A family describes the beginning of their PowerWood journey.
I heard about PowerWood from a local mum. She sent out an email, summarising the concept of OverExcitabilities, and when I read it I thought, ‘that just really describes my son’. So I then went to one of Simone’s coffee mornings that she was doing in a local Café, to have a little chat. There were about 10 mothers there.
My daughter hasn’t had any sort of social problems, but my 10 year old son has had lots of social difficulties at school, which is incredibly hard to handle. We were living abroad for three years, and we only moved back here last summer, so he has had quite a lot of adjustments going on with moving schools. He finds it very hard to control his emotions and often ends up crying and shouting about things. Everything seems to affect him so deeply and intensely.
Another thing is that he is always having creative ideas about businesses he wants to develop, and writing business plans. He is totally phobic about certain foods, he is very sensitive to textures and tastes and only likes certain things. He has been like that all his life, the child who freaks out because there is a label in his trousers digging in. He also hates loud noises; he is really musical, but he really hates any kind of shouting, and background noise will always agitate him generally. What particularly agitates him is lots of people talking at once, or if he feels he is being asked to do more than one thing at at time. I mean, nobody likes that, but it completely fries his brain! If he is trying to multi-task too much he really struggles.
And so it was that when I read the five different areas in which you can be OE, I thought that he is probably a bit OE in every area.
So first of all Simone was getting me to understand the areas in which I can help him. She has given me strategies at this point, some suggestions for things we can do to try and get him to calm down when I pick him up from school, if he is really agitated and telling me about stuff that’s going on.

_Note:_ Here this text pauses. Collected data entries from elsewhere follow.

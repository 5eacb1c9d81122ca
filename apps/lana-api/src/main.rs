//! # Lana API Server
//!
//! Boots the tracing subscriber, the basket store and the HTTP listener.

use std::sync::Arc;

use lana_api::{router, ApiConfig, AppState};
use lana_core::Catalog;
use lana_store::BasketStore;
use tokio::net::TcpListener;
use tracing::info;
use tracing_subscriber::EnvFilter;

#[tokio::main]
async fn main() -> Result<(), Box<dyn std::error::Error>> {
    // Load configuration
    let config = ApiConfig::load()?;

    // Initialize tracing; RUST_LOG takes precedence over LANA_LOG
    let filter = EnvFilter::try_from_default_env()
        .or_else(|_| EnvFilter::try_new(&config.log_filter))?;
    tracing_subscriber::fmt()
        .with_env_filter(filter)
        .with_target(true)
        .with_thread_ids(true)
        .init();

    info!("Starting Lana API server...");

    let catalog = Arc::new(Catalog::lana());
    info!(products = catalog.len(), "Catalog loaded");

    let store = BasketStore::new(catalog);
    let app = router(AppState::new(store));

    let bind_addr = config.bind_address();
    let listener = TcpListener::bind(&bind_addr).await?;
    info!(addr = %bind_addr, "HTTP server listening");

    axum::serve(listener, app)
        .with_graceful_shutdown(shutdown_signal())
        .await?;

    info!("Server shutdown complete");
    Ok(())
}

/// Graceful shutdown signal handler.
async fn shutdown_signal() {
    let ctrl_c = async {
        if let Err(e) = tokio::signal::ctrl_c().await {
            tracing::error!(error = %e, "Failed to install Ctrl+C handler");
            std::future::pending::<()>().await;
        }
    };

    #[cfg(unix)]
    let terminate = async {
        match tokio::signal::unix::signal(tokio::signal::unix::SignalKind::terminate()) {
            Ok(mut signal) => {
                signal.recv().await;
            }
            Err(e) => {
                tracing::error!(error = %e, "Failed to install SIGTERM handler");
                std::future::pending::<()>().await;
            }
        }
    };

    #[cfg(not(unix))]
    let terminate = std::future::pending::<()>();

    tokio::select! {
        _ = ctrl_c => {},
        _ = terminate => {},
    }

    info!("Shutdown signal received, starting graceful shutdown...");
}
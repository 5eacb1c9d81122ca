//! # Basket Registry
//!
//! The concurrent map from basket id to basket.
//!
//! ## Lock Ordering
//! ```text
//! ┌─────────────────────────────────────────────────────────────────────────┐
//! │                    Two Lock Domains, One Order                          │
//! │                                                                         │
//! │  (1) registry: RwLock<HashMap<id, Basket>>                              │
//! │        read  ── get, list, every BasketHandle operation                 │
//! │        write ── create, delete                                          │
//! │                                                                         │
//! │  (2) basket:   RwLock<HashMap<code, LineItem>>                          │
//! │        read  ── items, totals                                           │
//! │        write ── add_item                                                │
//! │                                                                         │
//! │  ALWAYS (1) then (2). Never take (1) while holding (2).                │
//! └─────────────────────────────────────────────────────────────────────────┘
//! ```
//!
//! ## Delete vs. In-Flight Operations
//! A handle operation keeps the registry read guard for its whole duration
//! (lookup *and* basket work). `delete` needs the write guard, so it waits
//! for every in-flight operation to finish, and no operation can reach a
//! basket once `delete` has returned. The existence check and the removal
//! happen under that single write guard, so two racing deletes of the same
//! id resolve to exactly one success and one `NotFound`.

use std::collections::HashMap;
use std::sync::Arc;

use lana_core::{Catalog, Promotion};
use parking_lot::RwLock;
use tracing::{debug, info};
use uuid::Uuid;

use crate::basket::Basket;
use crate::error::{StoreError, StoreResult};
use crate::handle::BasketHandle;

/// In-memory basket registry.
///
/// Constructed explicitly and shared through an `Arc`; independent stores do
/// not see each other's baskets.
///
/// ```rust
/// use std::sync::Arc;
/// use lana_core::{Catalog, ProductItem, PEN};
/// use lana_store::BasketStore;
///
/// let store = BasketStore::new(Arc::new(Catalog::lana()));
/// let basket = store.create();
/// basket.add_item(&ProductItem::new(PEN, 2)).unwrap();
/// assert_eq!(basket.total().unwrap().cents(), 500);
/// ```
#[derive(Debug)]
pub struct BasketStore {
    catalog: Arc<Catalog>,
    promotions: Arc<[Promotion]>,
    baskets: RwLock<HashMap<String, Basket>>,
}

impl BasketStore {
    /// Creates a store whose baskets carry [`Promotion::default_set`].
    pub fn new(catalog: Arc<Catalog>) -> Arc<Self> {
        BasketStore::with_promotions(catalog, Promotion::default_set())
    }

    /// Creates a store whose baskets carry `promotions`, in that order.
    pub fn with_promotions(catalog: Arc<Catalog>, promotions: Vec<Promotion>) -> Arc<Self> {
        Arc::new(BasketStore {
            catalog,
            promotions: promotions.into(),
            baskets: RwLock::new(HashMap::new()),
        })
    }

    /// The catalog shared by every basket in this store.
    pub fn catalog(&self) -> &Catalog {
        &self.catalog
    }

    /// Creates an empty basket and returns a handle to it.
    pub fn create(self: &Arc<Self>) -> BasketHandle {
        let mut baskets = self.baskets.write();
        let id = loop {
            let id = Uuid::new_v4().to_string();
            if !baskets.contains_key(&id) {
                break id;
            }
        };
        baskets.insert(id.clone(), Basket::new(id.clone(), Arc::clone(&self.promotions)));
        drop(baskets);

        info!(basket_id = %id, "Basket created");
        BasketHandle::new(id, Arc::clone(self))
    }

    /// Looks up a basket by id.
    pub fn get(self: &Arc<Self>, id: &str) -> StoreResult<BasketHandle> {
        if self.baskets.read().contains_key(id) {
            Ok(BasketHandle::new(id.to_string(), Arc::clone(self)))
        } else {
            debug!(basket_id = %id, "Basket lookup missed");
            Err(StoreError::NotFound(id.to_string()))
        }
    }

    /// Handles to every basket currently registered. Order is unspecified.
    pub fn list(self: &Arc<Self>) -> Vec<BasketHandle> {
        self.baskets
            .read()
            .values()
            .map(|basket| BasketHandle::new(basket.id().to_string(), Arc::clone(self)))
            .collect()
    }

    /// Removes a basket.
    ///
    /// Blocks until operations already running on any basket complete.
    pub fn delete(&self, id: &str) -> StoreResult<()> {
        let mut baskets = self.baskets.write();
        match baskets.remove(id) {
            Some(_) => {
                drop(baskets);
                info!(basket_id = %id, "Basket deleted");
                Ok(())
            }
            None => Err(StoreError::NotFound(id.to_string())),
        }
    }

    /// Number of registered baskets.
    pub fn len(&self) -> usize {
        self.baskets.read().len()
    }

    pub fn is_empty(&self) -> bool {
        self.baskets.read().is_empty()
    }

    /// Runs `f` against basket `id` while holding the registry read guard.
    ///
    /// `f` must not call back into the store.
    pub(crate) fn with_basket<R>(
        &self,
        id: &str,
        f: impl FnOnce(&Basket) -> StoreResult<R>,
    ) -> StoreResult<R> {
        let baskets = self.baskets.read();
        let basket = baskets
            .get(id)
            .ok_or_else(|| StoreError::NotFound(id.to_string()))?;
        f(basket)
    }
}
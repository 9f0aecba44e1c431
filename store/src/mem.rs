// Copyright 2024 Kevin Ludwig
//
// Licensed under the Apache License, Version 2.0 (the "License");
// you may not use this file except in compliance with the License.
// You may obtain a copy of the License at
//
//     http://www.apache.org/licenses/LICENSE-2.0
//
// Unless required by applicable law or agreed to in writing, software
// distributed under the License is distributed on an "AS IS" BASIS,
// WITHOUT WARRANTIES OR CONDITIONS OF ANY KIND, either express or implied.
// See the License for the specific language governing permissions and
// limitations under the License.

//! An in-memory [`DataStorage`] used by the unit tests across the
//! `colafs_*` crates. Grows on write, reads past the end as zero —
//! just enough of a fake to exercise COLA/FAT/file-engine logic without
//! a real backing file.

use std::sync::Mutex;

use colafs_err::Result;

use crate::DataStorage;

pub struct MemDataStorage {
    bytes: Mutex<Vec<u8>>,
}

impl MemDataStorage {
    pub fn new() -> Self {
        MemDataStorage {
            bytes: Mutex::new(Vec::new()),
        }
    }
}

impl Default for MemDataStorage {
    fn default() -> Self {
        Self::new()
    }
}

impl DataStorage for MemDataStorage {
    fn read(&self, offset: u64, buffer: &mut [u8]) -> Result<()> {
        let bytes = self.bytes.lock().unwrap();
        let start = offset as usize;
        buffer.fill(0);
        if start >= bytes.len() {
            return Ok(());
        }
        let end = (start + buffer.len()).min(bytes.len());
        buffer[..end - start].copy_from_slice(&bytes[start..end]);
        Ok(())
    }

    fn write(&self, offset: u64, buffer: &[u8]) -> Result<()> {
        let mut bytes = self.bytes.lock().unwrap();
        let start = offset as usize;
        let end = start + buffer.len();
        if bytes.len() < end {
            bytes.resize(end, 0);
        }
        bytes[start..end].copy_from_slice(buffer);
        Ok(())
    }
}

Another thing Simone has helped me to understand is the fight, flight, fawn or freeze stress reactions. What he was doing was freezing. He wasn’t wanting to get in a fight with people, nor wanting to run away, but he was letting it wash over him, and pretending he was fine with letting people make nasty comments or whatever it was. I was saying, ‘he is not reacting, not standing up for himself’ and she helped me to understand that this is a coping mechanism.
After our first three sessions, I asked Simone to talk to him directly. I feel like I can talk to him, but I’m not sure how much it goes in, as I’m just his mum and he’ll say, ‘but Mum, you don’t understand!’
What I want to happen next is for him to learn some specific strategies for recognising and knowing himself better, and how to deal with the kids at school, and generally how to interact with people. He really struggles with peer relationships, not understanding how different he is to other people. He seems to notice every tiny detail and take it all to heart, so one comment from another child will be so huge, and he won’t be able to move on from it.
So far, the big difference PowerWood has made is that I know I am not alone in having a particularly intense child. I recognise that me and my husband also have these sort of OE tendencies and my daughter as well, though it manifests in different ways. That has been incredibly helpful, simply to know that it’s not just us.
It has definitely made me more accepting of the fact that it is really hard for him. I used to have a slight frustration that he couldn’t just be like everybody else. That sounds awful, but now I recognise that there are real reasons why. It’s not a quick fix or an easy thing, it’s that actually he experiences life at a more intense level, and that’s something we need to accept and work with and allow him to feel.
At the moment we are at the recognising-where-it’s-going-wrong stage, not yet quite able to harness the knowledge and make practical good use of it all the time. It’s not an overnight fix. For us, it has been good to recognise. Over the years I have thought, “Why are we this family who seems to react more to everything than everyone else?” Sometimes it feels like we are just more intense in our family, and it has been incredibly reassuring to know there are reasons for that, and that we are not the only people.
That for me has been the biggest help so far, then knuckling down to how we can practically help my son beyond our recognition and acceptance of that, that is where I am.